Where does the word "match" occur in the data below? Copy each line that holds it.

• • • • •

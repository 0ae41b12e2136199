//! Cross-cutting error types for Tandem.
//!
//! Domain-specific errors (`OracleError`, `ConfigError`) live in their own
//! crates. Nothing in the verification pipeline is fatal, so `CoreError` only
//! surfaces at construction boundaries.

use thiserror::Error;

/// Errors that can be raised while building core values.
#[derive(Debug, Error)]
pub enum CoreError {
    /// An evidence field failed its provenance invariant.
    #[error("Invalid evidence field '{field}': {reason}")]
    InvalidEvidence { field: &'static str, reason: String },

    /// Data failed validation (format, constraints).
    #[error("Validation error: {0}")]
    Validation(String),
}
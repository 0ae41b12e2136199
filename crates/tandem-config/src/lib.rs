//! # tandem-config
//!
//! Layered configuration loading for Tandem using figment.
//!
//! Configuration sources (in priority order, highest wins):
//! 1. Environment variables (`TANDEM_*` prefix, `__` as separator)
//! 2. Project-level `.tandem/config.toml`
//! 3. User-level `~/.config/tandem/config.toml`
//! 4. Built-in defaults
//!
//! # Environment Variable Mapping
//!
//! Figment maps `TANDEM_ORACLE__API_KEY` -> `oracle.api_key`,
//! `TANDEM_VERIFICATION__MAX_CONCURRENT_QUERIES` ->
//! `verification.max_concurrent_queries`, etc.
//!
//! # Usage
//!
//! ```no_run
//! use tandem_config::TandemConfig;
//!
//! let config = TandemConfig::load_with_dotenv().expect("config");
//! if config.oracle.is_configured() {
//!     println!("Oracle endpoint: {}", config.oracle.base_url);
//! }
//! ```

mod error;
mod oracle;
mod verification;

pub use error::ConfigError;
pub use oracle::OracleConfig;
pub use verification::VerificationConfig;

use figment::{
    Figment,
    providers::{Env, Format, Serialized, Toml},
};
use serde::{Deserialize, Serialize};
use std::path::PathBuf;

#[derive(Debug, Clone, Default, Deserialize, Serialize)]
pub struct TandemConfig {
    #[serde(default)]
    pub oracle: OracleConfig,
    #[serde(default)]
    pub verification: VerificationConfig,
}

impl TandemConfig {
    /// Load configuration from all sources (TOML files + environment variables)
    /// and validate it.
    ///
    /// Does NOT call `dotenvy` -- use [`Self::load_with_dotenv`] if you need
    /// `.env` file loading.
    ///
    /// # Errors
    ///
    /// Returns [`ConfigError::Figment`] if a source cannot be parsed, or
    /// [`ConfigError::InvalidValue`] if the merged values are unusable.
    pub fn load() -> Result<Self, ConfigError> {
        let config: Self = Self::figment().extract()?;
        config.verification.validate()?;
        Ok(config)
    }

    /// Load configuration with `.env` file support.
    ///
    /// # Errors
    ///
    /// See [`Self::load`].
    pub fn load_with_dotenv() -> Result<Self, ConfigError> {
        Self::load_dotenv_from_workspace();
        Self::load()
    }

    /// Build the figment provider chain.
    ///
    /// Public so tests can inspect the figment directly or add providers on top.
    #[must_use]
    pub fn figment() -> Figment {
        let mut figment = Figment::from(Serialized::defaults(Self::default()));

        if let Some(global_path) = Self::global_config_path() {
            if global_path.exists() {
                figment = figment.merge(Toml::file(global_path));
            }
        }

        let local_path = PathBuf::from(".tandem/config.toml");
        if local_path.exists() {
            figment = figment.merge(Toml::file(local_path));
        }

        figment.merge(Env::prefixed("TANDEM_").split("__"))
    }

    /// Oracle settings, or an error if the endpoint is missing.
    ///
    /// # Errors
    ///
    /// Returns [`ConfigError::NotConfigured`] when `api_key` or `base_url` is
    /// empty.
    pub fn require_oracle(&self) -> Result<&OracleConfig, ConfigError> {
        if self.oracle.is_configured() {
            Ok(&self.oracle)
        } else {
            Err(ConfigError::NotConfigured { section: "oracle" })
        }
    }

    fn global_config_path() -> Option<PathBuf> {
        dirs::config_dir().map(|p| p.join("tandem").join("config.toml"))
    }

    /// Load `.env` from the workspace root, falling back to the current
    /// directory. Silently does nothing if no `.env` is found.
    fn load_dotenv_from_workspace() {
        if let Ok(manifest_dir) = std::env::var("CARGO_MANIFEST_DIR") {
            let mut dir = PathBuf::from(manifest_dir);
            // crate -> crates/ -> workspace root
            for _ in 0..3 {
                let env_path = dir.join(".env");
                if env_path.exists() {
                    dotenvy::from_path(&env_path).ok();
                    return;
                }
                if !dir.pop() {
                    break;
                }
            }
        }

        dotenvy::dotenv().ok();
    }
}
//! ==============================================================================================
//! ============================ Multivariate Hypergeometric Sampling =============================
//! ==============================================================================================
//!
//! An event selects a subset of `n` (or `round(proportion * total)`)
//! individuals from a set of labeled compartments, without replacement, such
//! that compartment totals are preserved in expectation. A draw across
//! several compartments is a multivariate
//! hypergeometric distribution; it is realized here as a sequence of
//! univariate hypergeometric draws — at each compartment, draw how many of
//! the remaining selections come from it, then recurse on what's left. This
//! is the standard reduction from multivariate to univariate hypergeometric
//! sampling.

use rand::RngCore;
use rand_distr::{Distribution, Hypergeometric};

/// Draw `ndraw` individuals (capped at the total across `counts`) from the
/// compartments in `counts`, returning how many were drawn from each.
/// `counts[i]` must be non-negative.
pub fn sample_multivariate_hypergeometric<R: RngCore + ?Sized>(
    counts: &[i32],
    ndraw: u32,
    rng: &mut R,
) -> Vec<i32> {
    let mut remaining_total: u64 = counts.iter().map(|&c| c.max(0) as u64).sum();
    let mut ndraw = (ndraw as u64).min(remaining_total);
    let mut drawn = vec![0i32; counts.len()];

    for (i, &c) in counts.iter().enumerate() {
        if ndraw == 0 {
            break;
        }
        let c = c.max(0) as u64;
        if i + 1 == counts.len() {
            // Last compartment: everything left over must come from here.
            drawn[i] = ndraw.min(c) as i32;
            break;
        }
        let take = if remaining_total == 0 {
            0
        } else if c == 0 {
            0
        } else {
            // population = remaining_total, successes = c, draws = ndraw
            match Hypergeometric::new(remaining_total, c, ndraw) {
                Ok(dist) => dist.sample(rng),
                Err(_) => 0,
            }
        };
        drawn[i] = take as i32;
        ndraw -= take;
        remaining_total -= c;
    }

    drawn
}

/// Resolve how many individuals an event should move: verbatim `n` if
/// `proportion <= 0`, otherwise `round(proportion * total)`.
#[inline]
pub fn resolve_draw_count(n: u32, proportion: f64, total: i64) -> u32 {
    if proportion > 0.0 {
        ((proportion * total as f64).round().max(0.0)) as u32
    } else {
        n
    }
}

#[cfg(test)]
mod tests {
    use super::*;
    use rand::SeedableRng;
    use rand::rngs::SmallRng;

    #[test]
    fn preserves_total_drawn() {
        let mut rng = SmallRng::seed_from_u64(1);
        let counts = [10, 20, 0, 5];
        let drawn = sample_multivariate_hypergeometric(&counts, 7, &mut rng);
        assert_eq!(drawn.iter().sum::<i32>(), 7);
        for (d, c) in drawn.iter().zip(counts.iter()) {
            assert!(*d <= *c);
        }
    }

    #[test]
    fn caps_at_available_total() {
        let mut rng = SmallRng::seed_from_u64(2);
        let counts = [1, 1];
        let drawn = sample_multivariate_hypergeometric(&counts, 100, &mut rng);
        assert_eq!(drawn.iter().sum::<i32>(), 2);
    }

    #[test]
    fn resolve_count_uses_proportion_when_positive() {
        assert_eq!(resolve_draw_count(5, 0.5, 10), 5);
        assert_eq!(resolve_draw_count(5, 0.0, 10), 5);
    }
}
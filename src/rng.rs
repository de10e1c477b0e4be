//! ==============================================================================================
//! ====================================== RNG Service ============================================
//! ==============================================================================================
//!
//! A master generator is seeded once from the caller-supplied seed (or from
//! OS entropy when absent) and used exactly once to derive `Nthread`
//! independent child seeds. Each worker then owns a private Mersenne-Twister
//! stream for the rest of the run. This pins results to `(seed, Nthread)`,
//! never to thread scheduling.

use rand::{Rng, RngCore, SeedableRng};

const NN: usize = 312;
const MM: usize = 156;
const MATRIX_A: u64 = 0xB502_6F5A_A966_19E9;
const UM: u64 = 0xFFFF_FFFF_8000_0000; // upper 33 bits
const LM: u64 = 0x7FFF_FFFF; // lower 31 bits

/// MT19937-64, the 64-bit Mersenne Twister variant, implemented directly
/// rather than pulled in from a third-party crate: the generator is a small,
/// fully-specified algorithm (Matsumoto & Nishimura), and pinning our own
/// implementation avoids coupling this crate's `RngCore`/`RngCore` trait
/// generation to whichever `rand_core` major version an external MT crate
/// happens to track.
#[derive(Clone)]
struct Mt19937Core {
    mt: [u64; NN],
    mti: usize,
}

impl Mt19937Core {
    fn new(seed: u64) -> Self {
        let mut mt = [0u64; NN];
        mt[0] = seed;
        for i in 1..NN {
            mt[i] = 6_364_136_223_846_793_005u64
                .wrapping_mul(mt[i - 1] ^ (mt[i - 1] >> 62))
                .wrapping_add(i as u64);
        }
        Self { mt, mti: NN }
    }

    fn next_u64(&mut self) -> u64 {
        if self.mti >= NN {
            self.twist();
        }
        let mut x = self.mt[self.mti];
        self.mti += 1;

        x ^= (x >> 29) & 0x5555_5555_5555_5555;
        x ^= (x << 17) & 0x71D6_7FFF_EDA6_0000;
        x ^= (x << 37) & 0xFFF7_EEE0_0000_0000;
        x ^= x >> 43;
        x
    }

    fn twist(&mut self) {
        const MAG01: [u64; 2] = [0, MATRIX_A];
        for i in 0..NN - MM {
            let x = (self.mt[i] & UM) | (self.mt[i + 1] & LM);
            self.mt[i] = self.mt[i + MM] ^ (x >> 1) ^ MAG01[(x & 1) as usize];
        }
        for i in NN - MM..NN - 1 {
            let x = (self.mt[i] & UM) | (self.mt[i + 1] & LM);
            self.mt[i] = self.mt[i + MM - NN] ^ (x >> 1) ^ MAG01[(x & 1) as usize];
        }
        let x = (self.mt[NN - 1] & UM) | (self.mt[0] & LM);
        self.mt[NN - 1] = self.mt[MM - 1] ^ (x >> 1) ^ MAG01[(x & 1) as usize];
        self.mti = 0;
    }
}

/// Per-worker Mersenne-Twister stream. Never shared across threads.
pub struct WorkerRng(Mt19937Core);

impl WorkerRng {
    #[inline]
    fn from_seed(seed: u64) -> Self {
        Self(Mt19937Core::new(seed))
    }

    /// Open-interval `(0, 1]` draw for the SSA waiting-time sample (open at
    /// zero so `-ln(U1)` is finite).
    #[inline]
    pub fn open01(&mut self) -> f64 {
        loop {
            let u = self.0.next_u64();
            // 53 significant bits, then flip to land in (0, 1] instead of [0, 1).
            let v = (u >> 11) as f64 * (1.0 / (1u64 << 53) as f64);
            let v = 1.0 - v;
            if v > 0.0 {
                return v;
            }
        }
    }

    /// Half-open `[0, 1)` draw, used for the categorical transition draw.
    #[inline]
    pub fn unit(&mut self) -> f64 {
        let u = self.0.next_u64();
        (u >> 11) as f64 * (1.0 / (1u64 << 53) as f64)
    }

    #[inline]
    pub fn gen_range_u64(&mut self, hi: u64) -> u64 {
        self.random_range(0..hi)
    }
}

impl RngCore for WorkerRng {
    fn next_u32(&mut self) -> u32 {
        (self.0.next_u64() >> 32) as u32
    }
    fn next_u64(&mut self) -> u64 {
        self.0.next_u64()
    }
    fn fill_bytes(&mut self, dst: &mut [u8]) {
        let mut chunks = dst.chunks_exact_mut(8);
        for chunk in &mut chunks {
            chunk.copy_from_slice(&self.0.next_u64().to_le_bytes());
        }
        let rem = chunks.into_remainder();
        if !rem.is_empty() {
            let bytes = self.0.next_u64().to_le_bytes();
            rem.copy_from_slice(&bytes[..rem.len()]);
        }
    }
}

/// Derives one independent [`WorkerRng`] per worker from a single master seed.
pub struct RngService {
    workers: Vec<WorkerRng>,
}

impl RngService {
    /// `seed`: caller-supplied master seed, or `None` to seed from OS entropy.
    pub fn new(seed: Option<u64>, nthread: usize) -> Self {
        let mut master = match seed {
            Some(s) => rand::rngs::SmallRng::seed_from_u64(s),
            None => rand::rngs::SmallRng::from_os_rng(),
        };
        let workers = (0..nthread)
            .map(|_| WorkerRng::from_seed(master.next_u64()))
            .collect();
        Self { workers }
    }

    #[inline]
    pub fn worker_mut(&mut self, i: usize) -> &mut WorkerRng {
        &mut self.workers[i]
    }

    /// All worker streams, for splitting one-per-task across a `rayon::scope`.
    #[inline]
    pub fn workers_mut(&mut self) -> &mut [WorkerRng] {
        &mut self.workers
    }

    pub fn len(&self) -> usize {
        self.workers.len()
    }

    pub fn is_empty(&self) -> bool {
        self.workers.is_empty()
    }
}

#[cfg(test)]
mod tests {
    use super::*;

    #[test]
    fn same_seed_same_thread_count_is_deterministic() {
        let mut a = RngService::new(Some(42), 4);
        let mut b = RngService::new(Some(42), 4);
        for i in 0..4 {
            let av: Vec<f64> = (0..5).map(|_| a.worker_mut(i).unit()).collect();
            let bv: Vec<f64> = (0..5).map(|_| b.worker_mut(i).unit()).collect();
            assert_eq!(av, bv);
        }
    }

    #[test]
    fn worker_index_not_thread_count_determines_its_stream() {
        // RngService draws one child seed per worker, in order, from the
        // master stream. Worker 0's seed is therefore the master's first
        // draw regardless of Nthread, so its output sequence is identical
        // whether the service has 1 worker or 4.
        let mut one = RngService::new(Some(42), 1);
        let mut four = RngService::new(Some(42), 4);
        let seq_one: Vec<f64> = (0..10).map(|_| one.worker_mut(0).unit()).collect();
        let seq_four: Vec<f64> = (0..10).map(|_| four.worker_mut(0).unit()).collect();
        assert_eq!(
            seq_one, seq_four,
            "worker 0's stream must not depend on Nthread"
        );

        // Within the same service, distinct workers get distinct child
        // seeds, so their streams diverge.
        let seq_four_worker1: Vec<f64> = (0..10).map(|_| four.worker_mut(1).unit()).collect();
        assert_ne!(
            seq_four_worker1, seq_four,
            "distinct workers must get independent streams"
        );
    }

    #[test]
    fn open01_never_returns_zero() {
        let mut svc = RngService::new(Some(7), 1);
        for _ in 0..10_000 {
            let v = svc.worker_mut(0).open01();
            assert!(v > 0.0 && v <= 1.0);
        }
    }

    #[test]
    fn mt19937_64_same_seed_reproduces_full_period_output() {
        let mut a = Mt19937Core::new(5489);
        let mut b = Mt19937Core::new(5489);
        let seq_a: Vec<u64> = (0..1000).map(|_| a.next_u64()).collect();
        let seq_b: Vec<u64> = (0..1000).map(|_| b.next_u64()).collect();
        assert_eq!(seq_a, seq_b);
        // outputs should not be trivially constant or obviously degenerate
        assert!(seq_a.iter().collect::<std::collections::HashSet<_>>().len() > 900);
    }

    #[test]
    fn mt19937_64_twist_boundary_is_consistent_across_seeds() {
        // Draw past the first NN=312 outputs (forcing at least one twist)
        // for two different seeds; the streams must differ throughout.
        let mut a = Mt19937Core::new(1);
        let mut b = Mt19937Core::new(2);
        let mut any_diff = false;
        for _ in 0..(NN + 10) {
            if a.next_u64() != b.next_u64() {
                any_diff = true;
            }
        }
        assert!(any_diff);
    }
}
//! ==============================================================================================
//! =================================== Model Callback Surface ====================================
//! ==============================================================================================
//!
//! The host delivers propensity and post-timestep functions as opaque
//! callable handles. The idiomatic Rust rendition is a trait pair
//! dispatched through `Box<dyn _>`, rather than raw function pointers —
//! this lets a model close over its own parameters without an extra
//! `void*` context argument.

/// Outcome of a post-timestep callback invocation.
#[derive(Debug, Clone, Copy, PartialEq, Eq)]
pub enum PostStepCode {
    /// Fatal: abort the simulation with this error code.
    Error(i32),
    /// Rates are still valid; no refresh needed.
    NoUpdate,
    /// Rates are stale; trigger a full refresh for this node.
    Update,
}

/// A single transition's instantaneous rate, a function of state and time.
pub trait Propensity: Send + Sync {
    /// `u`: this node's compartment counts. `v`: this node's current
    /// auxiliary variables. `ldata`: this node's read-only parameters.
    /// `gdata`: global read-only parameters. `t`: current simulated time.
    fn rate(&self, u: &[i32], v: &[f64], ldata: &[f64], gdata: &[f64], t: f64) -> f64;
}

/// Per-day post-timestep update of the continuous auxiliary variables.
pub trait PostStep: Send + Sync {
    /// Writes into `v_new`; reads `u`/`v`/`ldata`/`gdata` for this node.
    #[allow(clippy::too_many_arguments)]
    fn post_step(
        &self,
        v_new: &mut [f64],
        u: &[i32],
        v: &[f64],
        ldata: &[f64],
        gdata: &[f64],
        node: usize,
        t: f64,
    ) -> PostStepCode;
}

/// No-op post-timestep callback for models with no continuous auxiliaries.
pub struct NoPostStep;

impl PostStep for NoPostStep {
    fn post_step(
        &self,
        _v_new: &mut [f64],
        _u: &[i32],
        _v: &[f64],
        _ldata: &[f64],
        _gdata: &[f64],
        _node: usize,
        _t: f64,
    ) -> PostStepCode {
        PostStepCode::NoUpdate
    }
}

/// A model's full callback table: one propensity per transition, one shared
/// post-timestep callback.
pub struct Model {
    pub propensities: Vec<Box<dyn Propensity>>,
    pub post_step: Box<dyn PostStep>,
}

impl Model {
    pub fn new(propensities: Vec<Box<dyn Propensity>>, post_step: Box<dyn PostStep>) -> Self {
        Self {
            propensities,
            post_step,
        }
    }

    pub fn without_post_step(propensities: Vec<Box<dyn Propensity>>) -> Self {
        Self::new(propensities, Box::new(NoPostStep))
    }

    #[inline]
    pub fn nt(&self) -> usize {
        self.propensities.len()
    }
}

• • • • •

◆ Output of the exercise
            match Hypergeometric::new(remaining_total, c, ndraw) {
        let mut master = match seed {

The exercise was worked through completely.